**Task goal:** Looking at each line of the data below, tally those that contain the word "WalkDir" and give only the total.

**Exercise material:**
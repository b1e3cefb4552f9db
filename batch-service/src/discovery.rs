// Image Discovery
// Finds the dataset images a run expands into jobs

use crate::error::{ServiceError, ServiceResult};

use std::path::{Path, PathBuf};
use walkdir::WalkDir;

/// Extensions (lowercase) treated as input images
pub const IMAGE_EXTENSIONS: &[&str] = &["jpg", "jpeg", "png", "bmp", "pgm", "ppm"];

/// Whether a path has one of the supported image extensions (case-insensitive)
pub fn is_image_file(path: &Path) -> bool {
    path.extension()
        .and_then(|ext| ext.to_str())
        .map(|ext| IMAGE_EXTENSIONS.contains(&ext.to_lowercase().as_str()))
        .unwrap_or(false)
}

/// Recursively collect image files under `dataset_dir`, sorted by path.
///
/// A missing directory or an empty result is a configuration error, so callers
/// can stop before any output directory is created.
pub fn discover_images(dataset_dir: &Path) -> ServiceResult<Vec<PathBuf>> {
    if !dataset_dir.is_dir() {
        return Err(ServiceError::configuration(format!(
            "Directory '{}' does not exist",
            dataset_dir.display()
        )));
    }

    let mut images: Vec<PathBuf> = WalkDir::new(dataset_dir)
        .follow_links(true)
        .into_iter()
        .filter_map(|entry| match entry {
            Ok(entry) => Some(entry),
            Err(e) => {
                tracing::warn!("skipping unreadable dataset entry: {}", e);
                None
            }
        })
        .filter(|entry| entry.file_type().is_file() && is_image_file(entry.path()))
        .map(|entry| entry.into_path())
        .collect();

    if images.is_empty() {
        return Err(ServiceError::configuration(format!(
            "No image files found in '{}'",
            dataset_dir.display()
        )));
    }

    images.sort();
    tracing::debug!(count = images.len(), "discovered dataset images");
    Ok(images)
}

#[cfg(test)]
mod tests {
    use super::*;

    use std::fs;

    #[test]
    fn test_is_image_file() {
        assert!(is_image_file(Path::new("a/b/photo.PNG")));
        assert!(is_image_file(Path::new("scan.pgm")));
        assert!(!is_image_file(Path::new("notes.txt")));
        assert!(!is_image_file(Path::new("no_extension")));
    }

    #[test]
    fn test_discover_images_recursive_and_sorted() {
        let temp = tempfile::tempdir().unwrap();
        let root = temp.path();
        let nested = root.join("set").join("b");
        fs::create_dir_all(&nested).unwrap();

        fs::write(root.join("z.jpg"), b"").unwrap();
        fs::write(root.join("a.png"), b"").unwrap();
        fs::write(nested.join("m.BMP"), b"").unwrap();
        fs::write(root.join("readme.md"), b"").unwrap();

        let images = discover_images(root).unwrap();
        assert_eq!(
            images,
            vec![root.join("a.png"), nested.join("m.BMP"), root.join("z.jpg")]
        );
    }

    #[test]
    fn test_discover_missing_directory() {
        let err = discover_images(Path::new("/nonexistent/dataset")).unwrap_err();
        assert!(err.is_fatal());
    }

    #[test]
    fn test_discover_empty_directory() {
        let temp = tempfile::tempdir().unwrap();
        fs::write(temp.path().join("only.txt"), b"").unwrap();

        let err = discover_images(temp.path()).unwrap_err();
        assert!(matches!(err, ServiceError::Configuration(_)));
    }
}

**Answer box:** 2